L'artista pesarese porta in scena la fiaba ambientandola in una vecchia biblioteca – i cui colori rimandano al Tempietto Rossiniano custodito nel Conservatorio di Pesaro – abitata da topolini – che ricordano i divertenti Fratelli Marx – sviluppando la vicenda con estrema attenzione ad ogni singola nota, a ciascun momento musicale, alla messa in luce di tutti gli interpreti.
Le semplici ma efficaci scene di Paolo Giacchero, i costumi di Claudia Pernigotti e le luci di Daniele Naldi fanno la giusta cornice alla drammaturgia voluta dalla Cucchi.
Come già detto in altre occasioni, la giovane Josè Maria Lo Monaco, che veste i panni della protagonista, possiede le giuste qualità per diventare una grande professionista. La voce dal bel timbro brunito è omogenea e particolarmente interessante nella zona centrale, sia nel canto spianato di " Una volta c'era un Re" che nelle terribili agilità del rondò finale, ma necessita di qualche miglioria a livello tecnico nella zona acuta, che talvolta non sembra essere perfettamente pulita, e di una più adeguata impostazione dell'emissione, soprattutto sul parlato spesso coperto dall'orchestra.
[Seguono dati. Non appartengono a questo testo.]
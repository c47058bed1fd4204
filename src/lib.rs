pub mod bc7;
pub mod bit_reader;
pub mod bitfield;
pub mod byte_reader;
pub mod canvas;
pub mod channels;
pub mod compression;
pub mod format;
pub mod gx;
pub mod swizzle;
pub mod tex;
pub mod texerr;

pub use channels::{Channel, ChannelImage};
pub use format::{FormatDescriptor, TextureFormat};
pub use gx::Palette;
pub use swizzle::{SwizzleCache, SwizzleMap};
pub use tex::{DecodeOptions, DecodedTexture, EncodedTexture, TextureDecoder};
pub use texerr::{DecodeError, DecodeWarning};
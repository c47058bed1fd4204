use std::sync::Arc;

use image::{DynamicImage, Rgba32FImage, RgbaImage};
use log::{trace, warn};

use crate::bc7::Bc7Unorm;
use crate::canvas::PixelCanvas;
use crate::channels::{reconstruct_normal_z, split_channels, ChannelImage};
use crate::compression::{
    check_swizzled_len, Bc1Unorm, Bc3Unorm, Bc4Unorm, Bc5Unorm, CellContext, CellReport, Rgba8, TexCodec,
};
use crate::format::{self, Family, FormatDescriptor, TextureFormat};
use crate::gx::{Cmpr, Palette, Rgb565, Rgb5a3, Rgba32, C14x2, C4, C8, I4, I8, IA4, IA8};
use crate::swizzle::{SwizzleCache, SwizzleMap};
use crate::texerr::{DecodeError, DecodeWarning, Result};

/// One headerless texture payload, borrowed from the caller.
#[derive(Debug, Clone, Copy)]
pub struct EncodedTexture<'a> {
    pub data: &'a [u8],
    pub format: u32,
    pub width: u32,
    pub height: u32,
    pub palette: Option<&'a Palette>,
}

impl<'a> EncodedTexture<'a> {
    pub fn new(data: &'a [u8], format: u32, width: u32, height: u32) -> EncodedTexture<'a> {
        EncodedTexture { data, format, width, height, palette: None }
    }

    pub fn with_palette(mut self, palette: &'a Palette) -> EncodedTexture<'a> {
        self.palette = Some(palette);
        self
    }
}

#[derive(Debug, Clone, Copy, Default, PartialEq, Eq)]
pub struct DecodeOptions {
    /// Rebuild blue from red and green for BC5 normal maps.
    pub normalize_bc5: bool,
    /// Also produce one grayscale image per non-flat channel.
    pub split_channels: bool,
}

impl DecodeOptions {
    pub fn normalize_bc5(mut self, on: bool) -> DecodeOptions {
        self.normalize_bc5 = on;
        self
    }

    pub fn split_channels(mut self, on: bool) -> DecodeOptions {
        self.split_channels = on;
        self
    }
}

#[derive(Debug, Clone)]
pub struct DecodedTexture {
    pub format: TextureFormat,
    /// Cropped to the nominal size, top row first.
    pub image: RgbaImage,
    /// Empty unless `split_channels` was requested.
    pub channels: Vec<ChannelImage>,
    pub warnings: Vec<DecodeWarning>,
}

impl DecodedTexture {
    pub fn width(&self) -> u32 {
        self.image.width()
    }

    pub fn height(&self) -> u32 {
        self.image.height()
    }

    pub fn to_rgba32f(&self) -> Rgba32FImage {
        DynamicImage::ImageRgba8(self.image.clone()).to_rgba32f()
    }
}

#[derive(Debug, Clone)]
pub struct TextureDecoder {
    cache: Arc<SwizzleCache>,
    options: DecodeOptions,
}

impl Default for TextureDecoder {
    fn default() -> Self {
        TextureDecoder::new(DecodeOptions::default())
    }
}

impl TextureDecoder {
    /// Decoder backed by the process-wide swizzle cache.
    pub fn new(options: DecodeOptions) -> TextureDecoder {
        TextureDecoder::with_cache(SwizzleCache::global(), options)
    }

    pub fn with_cache(cache: Arc<SwizzleCache>, options: DecodeOptions) -> TextureDecoder {
        TextureDecoder { cache, options }
    }

    pub fn options(&self) -> DecodeOptions {
        self.options
    }

    pub fn cache(&self) -> &Arc<SwizzleCache> {
        &self.cache
    }

    pub fn decode(&self, tex: &EncodedTexture<'_>) -> Result<DecodedTexture> {
        let invalid = || DecodeError::InvalidDimensions { width: tex.width, height: tex.height };
        if tex.width == 0 || tex.height == 0 {
            return Err(invalid());
        }
        let desc = format::lookup(tex.format).ok_or(DecodeError::UnsupportedFormat { id: tex.format })?;
        if desc.format.uses_palette() && tex.palette.is_none() {
            return Err(DecodeError::MissingPalette { format: desc.format });
        }
        let (padded_w, padded_h) = desc.padded_size(tex.width, tex.height).ok_or_else(invalid)?;
        let min_len = desc.min_payload_size(tex.width, tex.height).ok_or_else(invalid)?;
        trace!(
            "decoding {} {}x{} from {} bytes",
            desc.format,
            tex.width,
            tex.height,
            tex.data.len()
        );

        let map = match desc.family {
            Family::Legacy => None,
            Family::BlockCompressed => {
                let (tiles_y, tiles_x) = desc.tile_grid(tex.width, tex.height);
                Some(self.cache.get_or_build(tiles_y, tiles_x)?)
            }
        };
        if tex.data.len() < min_len {
            match &map {
                Some(map) => check_swizzled_len(tex.data.len(), desc, tex.width, tex.height, map)?,
                None => return Err(legacy_truncation(tex, desc)),
            }
        }

        let mut canvas = PixelCanvas::new(padded_w, padded_h).ok_or_else(invalid)?;
        let mut dropped = 0usize;
        let normalize = self.options.normalize_bc5 && desc.format == TextureFormat::Bc5Unorm;
        let writer = |x: usize, y: usize, mut v: Rgba8| {
            if normalize {
                v[2] = reconstruct_normal_z(v[0], v[1]);
            }
            if !canvas.put(x, y, v) {
                dropped += 1;
            }
        };
        let ctx = CellContext { palette: tex.palette };

        let report = match &map {
            None => decode_legacy(tex, desc, &ctx, writer)?,
            Some(map) => decode_block_compressed(tex, desc, map, &ctx, writer)?,
        };
        if dropped > 0 {
            warn!("{}: {dropped} texels fell outside the canvas", desc.format);
        }

        let mut warnings = Vec::new();
        if let Some(first) = report.illegal.first() {
            let warning = DecodeWarning::IllegalBlocks {
                format: desc.format,
                count: report.illegal.len(),
                first_block: (first.block_x, first.block_y),
                first_offset: first.offset,
            };
            warn!("{warning}");
            warnings.push(warning);
        }

        let image = canvas.crop(tex.width, tex.height);
        let channels = if self.options.split_channels {
            split_channels(&image)
        } else {
            Vec::new()
        };
        Ok(DecodedTexture { format: desc.format, image, channels, warnings })
    }

    /// Decodes every texture independently; one failure never affects the rest.
    pub fn decode_batch(&self, textures: &[EncodedTexture<'_>]) -> Vec<Result<DecodedTexture>> {
        textures
            .iter()
            .enumerate()
            .map(|(i, tex)| {
                let res = self.decode(tex);
                if let Err(e) = &res {
                    warn!("texture {i}: {e}");
                }
                res
            })
            .collect()
    }
}

/// The cell a raster-order walk over a short legacy payload stops at.
fn legacy_truncation(tex: &EncodedTexture<'_>, desc: &FormatDescriptor) -> DecodeError {
    let needed = desc.bytes_per_block as usize;
    let (blocks_x, _) = desc.block_grid(tex.width, tex.height);
    let cell = tex.data.len() / needed;
    DecodeError::TruncatedInput {
        format: desc.format,
        offset: cell * needed,
        needed,
        available: tex.data.len(),
        block_x: (cell % blocks_x as usize) as u32,
        block_y: (cell / blocks_x as usize) as u32,
    }
}

fn decode_block_compressed<F: FnMut(usize, usize, Rgba8)>(
    tex: &EncodedTexture<'_>,
    desc: &FormatDescriptor,
    map: &SwizzleMap,
    ctx: &CellContext<'_>,
    writer: F,
) -> Result<CellReport> {
    let (data, w, h) = (tex.data, tex.width, tex.height);
    match desc.format {
        TextureFormat::Bc1Unorm => Bc1Unorm::decode_image_swizzled(data, desc, w, h, map, ctx, writer),
        TextureFormat::Bc3Unorm => Bc3Unorm::decode_image_swizzled(data, desc, w, h, map, ctx, writer),
        TextureFormat::Bc4Unorm => Bc4Unorm::decode_image_swizzled(data, desc, w, h, map, ctx, writer),
        TextureFormat::Bc5Unorm => Bc5Unorm::decode_image_swizzled(data, desc, w, h, map, ctx, writer),
        TextureFormat::Bc7Unorm => Bc7Unorm::decode_image_swizzled(data, desc, w, h, map, ctx, writer),
        _ => Err(DecodeError::UnsupportedFormat { id: desc.id }),
    }
}

fn decode_legacy<F: FnMut(usize, usize, Rgba8)>(
    tex: &EncodedTexture<'_>,
    desc: &FormatDescriptor,
    ctx: &CellContext<'_>,
    writer: F,
) -> Result<CellReport> {
    let (data, w, h) = (tex.data, tex.width, tex.height);
    match desc.format {
        TextureFormat::I4 => I4::decode_image_linear(data, desc, w, h, ctx, writer),
        TextureFormat::I8 => I8::decode_image_linear(data, desc, w, h, ctx, writer),
        TextureFormat::IA4 => IA4::decode_image_linear(data, desc, w, h, ctx, writer),
        TextureFormat::IA8 => IA8::decode_image_linear(data, desc, w, h, ctx, writer),
        TextureFormat::Rgb565 => Rgb565::decode_image_linear(data, desc, w, h, ctx, writer),
        TextureFormat::Rgb5a3 => Rgb5a3::decode_image_linear(data, desc, w, h, ctx, writer),
        TextureFormat::Rgba32 => Rgba32::decode_image_linear(data, desc, w, h, ctx, writer),
        TextureFormat::C4 => C4::decode_image_linear(data, desc, w, h, ctx, writer),
        TextureFormat::C8 => C8::decode_image_linear(data, desc, w, h, ctx, writer),
        TextureFormat::C14x2 => C14x2::decode_image_linear(data, desc, w, h, ctx, writer),
        TextureFormat::Cmpr => Cmpr::decode_image_linear(data, desc, w, h, ctx, writer),
        _ => Err(DecodeError::UnsupportedFormat { id: desc.id }),
    }
}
Yijie Shi è un Don Ramiro musicalmente preciso, perfetto nell'intonazione, in possesso di gradevoli piani e acuti pulitissimi. Il tenore rossiniano rivela notevoli miglioramenti nello spessore vocale rispetto a qualche anno fa, dimostrando maggiore sicurezza e solidità fin da " Un soave non so che", ma soprattutto uno studio tecnico invidiabile, dispiegando con leggerezza le insidie della lunga cavatina " Sì ritrovarla io giuro… Pegno adorato e caro… Dolce speranza".
Don Magnifico è Omar Montanari, già applaudito dal pubblico piacentino nella recente produzione de Il viaggio a Reims. Il baritono romagnolo possiede un buono squillo, sostenuto da una buona impostazione e una linea di canto ben omogenea. Anche se meno conosciuta delle altre, l'aria " Sia qualunque delle figlie" è quella che strappa un maggior consenso, grazie ad un'esecuzione limpida e brillante, anche nell'interpretazione.
Massimiliano Gagliardo veste i panni di un divertente e spassoso Dandini, in possesso di acuti luminosi e ben saldi e di indubbie qualità nel canto spianato, già riscontrate in altri repertori, ma le agilità poco naturali lo mettono chiaramente in difficoltà, fino a fargli perdere corposità nelle note più basse che vengono coperte dal peso orchestrale.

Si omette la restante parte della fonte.